8 min readJan 9, 2024

This article was co-written with Ganesh Rajagopal as part of the Databricks Platform articles on HA/DR topics. Keep an eye out for more posts soon!

Intro

Over the past several months, we’ve heard from many customers that need cross-region, or even cross-cloud, availability. There are tools- such as the excellent Terraform Exporter- that allow the simple export and import of workspace assets (i.e., notebooks, jobs, cluster configurations, etc.). However, a thorn in the side of any existing DR strategy is the need to switch URLs when a workspace failover occurs- this has the potential to impact every single user and downstream consumer of Databricks, which could number in the thousands (or even tens of thousands!). Instead, it would be ideal to have an abstracted URL in front of your Lakehouse that you control, and that does not change. In this blog, we’ll provide a simple, cloud-native approach to achieving stable URLs for your Databricks Lakehouse.

Background: Why Stable URLs?

A stable URL is an important hallmark of the SaaS age: it provides a single point of entry for users, applications, and automation tools that won’t change over time. The more central an application is, the more important it is that its URL does not change; for applications at the core of a business’s data architecture, a single path change could impact petabytes of data and thousands of consumers. As a core of the Lakehouse architecture, Databricks often falls into this position: hundreds of downstream third-party services and applications may rely on a Databricks SQL Warehouse or JDBC endpoint to process mission-critical workloads. This makes recovering from a disaster- already a difficult process in the best of times- even more difficult.

Ideally, what most customers would like is an immutable, customizable front-end URL that abstracts the complexity of different workspaces, regions, and services. This is exactly what we were able to accomplish using Cloud-Native Content Delivery Network (CDN) services such as AWS CloudFront and Azure Front Door.

A CDN Crash Course

As the name suggests, a CDN is a tool that can be used to deliver content to consumers in an optimized way; historically, CDNs have been used to provide caching services at globally distributed locations that are often “closer” to the end user than the source application. This often consists of a network of serving devices that users will directly interact with, along with backend services that control caching behavior, security, and custom logic that needs to be built into the delivery process. A simple abstraction is shown below.

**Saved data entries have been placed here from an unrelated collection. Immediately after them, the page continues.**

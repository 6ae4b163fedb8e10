//! Sorted integer collections.
//!
//! Both collections keep values in ascending order, accept duplicates and
//! expose the same [`ConcurrentSortedCollection`](super::ConcurrentSortedCollection)
//! API. They differ only in locking granularity:
//!
//! - `HandOverHandList`: one lock for the head plus one lock per node
//! - `CoarseLockedList`: a single lock around the whole collection

pub mod coarse_locked_list;
pub mod hand_over_hand_list;

pub use coarse_locked_list::CoarseLockedList;
pub use hand_over_hand_list::HandOverHandList;
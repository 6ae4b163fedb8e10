//! Internal implementation details.
//!
//! The coupling cursor and node budget are pub(crate); the collection trait
//! is public so tests and benchmarks can be generic over implementations.

pub(crate) mod coupling;
pub(crate) mod node_budget;
pub mod sorted_collection;

pub(crate) use coupling::{CouplingCursor, Link, Step};
pub(crate) use node_budget::NodeBudget;
pub use sorted_collection::ConcurrentSortedCollection;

In this case, a user in New York is attempting to access an application in London; while the user might be able to directly access the application, there may be a few problems:

Traffic going directly from the user to the application would go over public internet routes, which may not be optimized for latency and could include additional hops.
The application may not have a permanent address; for example, an ephemeral Databricks cluster URL might change weekly, daily, or even hourly. The user would need to update their connection parameters every time the URL changed, which they may not even know.
The application owner may not want to allow direct traffic; this could pose a security threat.
Directly accessing the application means caching may not occur, and there would be a full round-trip back and forth every time the user wanted to access the application.

In this case, the CDN solves these problems by providing an abstraction layer; the user accesses the CDN endpoint instead of the application itself and lets the backend decide how to route the traffic appropriately using the high-speed cloud backbone. In many cases, the CDN will use a cache instead of performing a full round-trip to the app, meaning a faster experience. Most Cloud CDNs also include security features such as WAFs to filter unwanted traffic.

When it comes to Databricks URLs, there are three components to consider: the workspace itself, clusters, and SQL Warehouses. The workspace URL will be used by users (for usual access to the UI) and by any API calls (i.e., automating job creation and scheduling). Clusters and SQL Warehouses are most often accessed by third-party tools such as Tableau or PowerBI; these are typically stable for the lifetime of the cluster or warehouse but are not guaranteed to remain stable indefinitely.

So, how do Cloud CDNs help us with Stable URLs on Databricks? The next section will outline an example pattern.

Implementing Load-Balanced Workspaces with CDN

For the purpose of Databricks Stable URLs, we forego the caching mechanisms of CDNs; we’re interested only in the ability of a CDN to provide a front-end URL that we can point to various back-end services without end users needing to take special steps. AWS (CloudFront), Azure (Front Door), and GCP (Google Cloud CDN) all have CDN services capable of providing this functionality, although they will all differ very slightly. The diagram below shows a generic pattern for CDN-Backed Stable URLs.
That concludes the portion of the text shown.